▶ [Exercise details] Could you filter the data below down to the lines that hold the word "QweekPaths"?

▶ [Extracted entries]
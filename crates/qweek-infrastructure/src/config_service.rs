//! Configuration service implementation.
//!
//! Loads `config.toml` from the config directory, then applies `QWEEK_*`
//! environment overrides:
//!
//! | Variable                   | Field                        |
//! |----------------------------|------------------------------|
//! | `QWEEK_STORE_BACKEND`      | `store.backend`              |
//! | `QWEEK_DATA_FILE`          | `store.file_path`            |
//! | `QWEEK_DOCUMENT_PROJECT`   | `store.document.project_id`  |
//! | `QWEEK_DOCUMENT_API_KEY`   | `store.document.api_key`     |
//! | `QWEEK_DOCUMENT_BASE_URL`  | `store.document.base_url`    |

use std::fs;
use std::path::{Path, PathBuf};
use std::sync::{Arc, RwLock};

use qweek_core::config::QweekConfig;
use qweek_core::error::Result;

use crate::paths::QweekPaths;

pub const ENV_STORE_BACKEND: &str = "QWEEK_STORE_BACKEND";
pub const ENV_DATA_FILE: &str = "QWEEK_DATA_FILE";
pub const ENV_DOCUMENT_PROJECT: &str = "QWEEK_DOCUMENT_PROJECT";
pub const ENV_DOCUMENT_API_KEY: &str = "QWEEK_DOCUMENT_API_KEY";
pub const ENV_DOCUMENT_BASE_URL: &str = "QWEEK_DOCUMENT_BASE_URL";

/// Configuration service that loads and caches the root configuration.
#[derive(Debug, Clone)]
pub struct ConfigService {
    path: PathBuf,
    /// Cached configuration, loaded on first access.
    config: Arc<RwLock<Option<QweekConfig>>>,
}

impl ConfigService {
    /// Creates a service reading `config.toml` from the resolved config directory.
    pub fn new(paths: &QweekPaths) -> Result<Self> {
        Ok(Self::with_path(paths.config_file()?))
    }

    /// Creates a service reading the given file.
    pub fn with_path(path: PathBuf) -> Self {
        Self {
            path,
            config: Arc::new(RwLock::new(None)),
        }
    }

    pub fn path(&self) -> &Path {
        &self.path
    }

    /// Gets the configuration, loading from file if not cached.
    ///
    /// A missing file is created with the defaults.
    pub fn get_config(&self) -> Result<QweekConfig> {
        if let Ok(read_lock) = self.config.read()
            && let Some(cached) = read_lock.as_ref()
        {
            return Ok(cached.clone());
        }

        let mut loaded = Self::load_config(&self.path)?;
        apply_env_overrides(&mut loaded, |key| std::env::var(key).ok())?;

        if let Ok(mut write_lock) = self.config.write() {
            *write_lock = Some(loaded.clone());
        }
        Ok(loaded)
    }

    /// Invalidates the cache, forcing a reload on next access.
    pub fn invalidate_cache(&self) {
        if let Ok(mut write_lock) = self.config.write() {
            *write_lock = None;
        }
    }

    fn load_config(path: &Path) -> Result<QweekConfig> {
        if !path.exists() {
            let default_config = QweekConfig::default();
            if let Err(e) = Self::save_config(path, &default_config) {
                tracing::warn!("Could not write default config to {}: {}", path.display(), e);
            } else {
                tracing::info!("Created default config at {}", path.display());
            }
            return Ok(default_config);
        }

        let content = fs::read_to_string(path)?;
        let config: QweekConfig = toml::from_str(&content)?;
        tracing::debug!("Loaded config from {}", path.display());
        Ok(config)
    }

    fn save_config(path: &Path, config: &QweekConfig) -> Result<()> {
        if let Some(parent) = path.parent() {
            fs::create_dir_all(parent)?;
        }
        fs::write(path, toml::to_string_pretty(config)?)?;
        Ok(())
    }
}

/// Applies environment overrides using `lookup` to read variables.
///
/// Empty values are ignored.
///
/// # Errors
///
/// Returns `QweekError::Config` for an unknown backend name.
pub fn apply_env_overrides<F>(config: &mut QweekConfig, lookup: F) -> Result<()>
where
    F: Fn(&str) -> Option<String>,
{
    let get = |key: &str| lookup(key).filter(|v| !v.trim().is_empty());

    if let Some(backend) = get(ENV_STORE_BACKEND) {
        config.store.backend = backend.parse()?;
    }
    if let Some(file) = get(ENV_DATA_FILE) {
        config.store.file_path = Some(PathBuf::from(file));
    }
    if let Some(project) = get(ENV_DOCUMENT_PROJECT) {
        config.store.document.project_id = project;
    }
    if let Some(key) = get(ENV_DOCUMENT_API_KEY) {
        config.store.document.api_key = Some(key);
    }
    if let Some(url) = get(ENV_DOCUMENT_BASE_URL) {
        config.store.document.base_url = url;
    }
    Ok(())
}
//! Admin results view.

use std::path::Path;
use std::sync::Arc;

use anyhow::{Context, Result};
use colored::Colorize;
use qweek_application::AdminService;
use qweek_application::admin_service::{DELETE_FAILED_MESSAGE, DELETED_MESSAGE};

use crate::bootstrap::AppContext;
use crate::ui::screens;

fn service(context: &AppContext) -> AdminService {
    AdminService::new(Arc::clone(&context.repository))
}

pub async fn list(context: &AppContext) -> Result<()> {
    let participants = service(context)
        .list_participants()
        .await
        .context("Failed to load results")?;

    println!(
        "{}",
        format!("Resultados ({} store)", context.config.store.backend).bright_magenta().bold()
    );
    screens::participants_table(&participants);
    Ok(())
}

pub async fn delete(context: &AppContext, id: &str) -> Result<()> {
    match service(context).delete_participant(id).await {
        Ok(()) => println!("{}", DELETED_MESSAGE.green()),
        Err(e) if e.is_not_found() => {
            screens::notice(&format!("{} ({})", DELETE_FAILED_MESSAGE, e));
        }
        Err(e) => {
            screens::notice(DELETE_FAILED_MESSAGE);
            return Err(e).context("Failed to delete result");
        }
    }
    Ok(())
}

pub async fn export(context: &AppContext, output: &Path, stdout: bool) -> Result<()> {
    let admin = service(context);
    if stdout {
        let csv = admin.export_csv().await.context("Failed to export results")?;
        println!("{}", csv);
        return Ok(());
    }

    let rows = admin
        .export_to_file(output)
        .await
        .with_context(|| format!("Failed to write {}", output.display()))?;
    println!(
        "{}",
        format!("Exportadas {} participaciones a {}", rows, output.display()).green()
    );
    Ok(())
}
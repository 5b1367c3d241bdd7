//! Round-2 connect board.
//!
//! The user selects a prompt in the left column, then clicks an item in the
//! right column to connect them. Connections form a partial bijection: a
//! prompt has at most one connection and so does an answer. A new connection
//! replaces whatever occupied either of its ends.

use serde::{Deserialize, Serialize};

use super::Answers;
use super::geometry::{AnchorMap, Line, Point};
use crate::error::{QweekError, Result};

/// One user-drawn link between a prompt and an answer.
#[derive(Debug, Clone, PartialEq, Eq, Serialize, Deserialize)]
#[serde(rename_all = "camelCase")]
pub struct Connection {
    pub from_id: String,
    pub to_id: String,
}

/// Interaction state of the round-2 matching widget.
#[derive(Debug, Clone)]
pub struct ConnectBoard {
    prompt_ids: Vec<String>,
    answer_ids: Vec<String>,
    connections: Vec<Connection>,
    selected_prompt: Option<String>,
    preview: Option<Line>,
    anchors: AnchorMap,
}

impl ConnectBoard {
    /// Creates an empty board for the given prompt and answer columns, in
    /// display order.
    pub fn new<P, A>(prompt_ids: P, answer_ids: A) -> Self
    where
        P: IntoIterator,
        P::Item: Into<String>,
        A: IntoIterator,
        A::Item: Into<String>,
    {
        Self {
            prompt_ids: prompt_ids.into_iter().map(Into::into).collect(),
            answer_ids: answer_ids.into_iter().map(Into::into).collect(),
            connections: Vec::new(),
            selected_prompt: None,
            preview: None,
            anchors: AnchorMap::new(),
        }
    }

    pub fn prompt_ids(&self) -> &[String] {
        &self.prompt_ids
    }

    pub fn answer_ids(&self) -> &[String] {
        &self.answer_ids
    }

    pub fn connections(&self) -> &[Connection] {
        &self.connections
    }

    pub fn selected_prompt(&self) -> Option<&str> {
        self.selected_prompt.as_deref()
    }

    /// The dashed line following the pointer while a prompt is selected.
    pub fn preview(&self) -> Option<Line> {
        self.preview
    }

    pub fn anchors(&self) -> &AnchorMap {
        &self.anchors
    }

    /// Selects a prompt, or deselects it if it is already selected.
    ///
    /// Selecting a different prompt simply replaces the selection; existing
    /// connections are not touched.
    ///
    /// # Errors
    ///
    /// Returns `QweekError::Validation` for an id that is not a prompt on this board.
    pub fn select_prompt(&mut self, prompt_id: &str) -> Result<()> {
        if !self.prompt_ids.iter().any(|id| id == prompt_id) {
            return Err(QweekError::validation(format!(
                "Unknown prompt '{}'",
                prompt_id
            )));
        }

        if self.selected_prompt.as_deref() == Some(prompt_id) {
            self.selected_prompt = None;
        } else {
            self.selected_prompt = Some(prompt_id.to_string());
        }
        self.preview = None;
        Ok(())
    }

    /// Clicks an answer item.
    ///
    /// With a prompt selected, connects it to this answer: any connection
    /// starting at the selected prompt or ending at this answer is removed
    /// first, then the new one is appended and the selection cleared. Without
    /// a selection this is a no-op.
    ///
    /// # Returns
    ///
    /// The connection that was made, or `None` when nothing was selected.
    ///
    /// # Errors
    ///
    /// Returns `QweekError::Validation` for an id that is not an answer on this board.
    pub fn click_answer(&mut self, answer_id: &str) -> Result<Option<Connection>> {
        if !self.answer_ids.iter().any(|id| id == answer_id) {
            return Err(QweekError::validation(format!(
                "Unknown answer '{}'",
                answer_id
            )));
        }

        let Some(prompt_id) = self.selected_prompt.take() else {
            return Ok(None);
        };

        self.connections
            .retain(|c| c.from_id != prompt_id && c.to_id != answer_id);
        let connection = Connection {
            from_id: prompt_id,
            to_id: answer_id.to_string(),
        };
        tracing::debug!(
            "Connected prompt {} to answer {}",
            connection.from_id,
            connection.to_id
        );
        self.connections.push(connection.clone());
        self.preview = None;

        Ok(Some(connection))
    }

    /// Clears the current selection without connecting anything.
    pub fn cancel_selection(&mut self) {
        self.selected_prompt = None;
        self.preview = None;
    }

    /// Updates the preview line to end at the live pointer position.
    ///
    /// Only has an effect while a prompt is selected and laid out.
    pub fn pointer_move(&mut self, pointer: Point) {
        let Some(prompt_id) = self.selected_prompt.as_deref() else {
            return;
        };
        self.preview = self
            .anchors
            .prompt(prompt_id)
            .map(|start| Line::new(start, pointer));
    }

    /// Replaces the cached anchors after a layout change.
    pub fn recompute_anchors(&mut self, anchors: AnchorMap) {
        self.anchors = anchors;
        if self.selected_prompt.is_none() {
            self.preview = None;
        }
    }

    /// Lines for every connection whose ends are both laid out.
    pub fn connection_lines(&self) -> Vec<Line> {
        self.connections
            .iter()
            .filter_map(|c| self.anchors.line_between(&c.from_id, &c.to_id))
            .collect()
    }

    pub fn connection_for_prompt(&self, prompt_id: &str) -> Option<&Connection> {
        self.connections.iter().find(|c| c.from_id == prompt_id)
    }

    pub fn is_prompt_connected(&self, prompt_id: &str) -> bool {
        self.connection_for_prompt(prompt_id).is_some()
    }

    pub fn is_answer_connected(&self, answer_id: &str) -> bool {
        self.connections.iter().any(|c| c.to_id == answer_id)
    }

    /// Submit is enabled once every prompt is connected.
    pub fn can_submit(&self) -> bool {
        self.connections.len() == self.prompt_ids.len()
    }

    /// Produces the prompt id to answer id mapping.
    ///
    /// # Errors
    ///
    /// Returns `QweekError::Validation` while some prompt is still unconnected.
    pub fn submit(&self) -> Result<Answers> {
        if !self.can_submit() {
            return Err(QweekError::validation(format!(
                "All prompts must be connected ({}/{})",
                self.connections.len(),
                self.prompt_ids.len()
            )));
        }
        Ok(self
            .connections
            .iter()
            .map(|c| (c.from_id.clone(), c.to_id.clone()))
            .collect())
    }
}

▶ [Response for this exercise]
use crate::paths::QweekPaths;
    pub fn new(paths: &QweekPaths) -> Result<Self> {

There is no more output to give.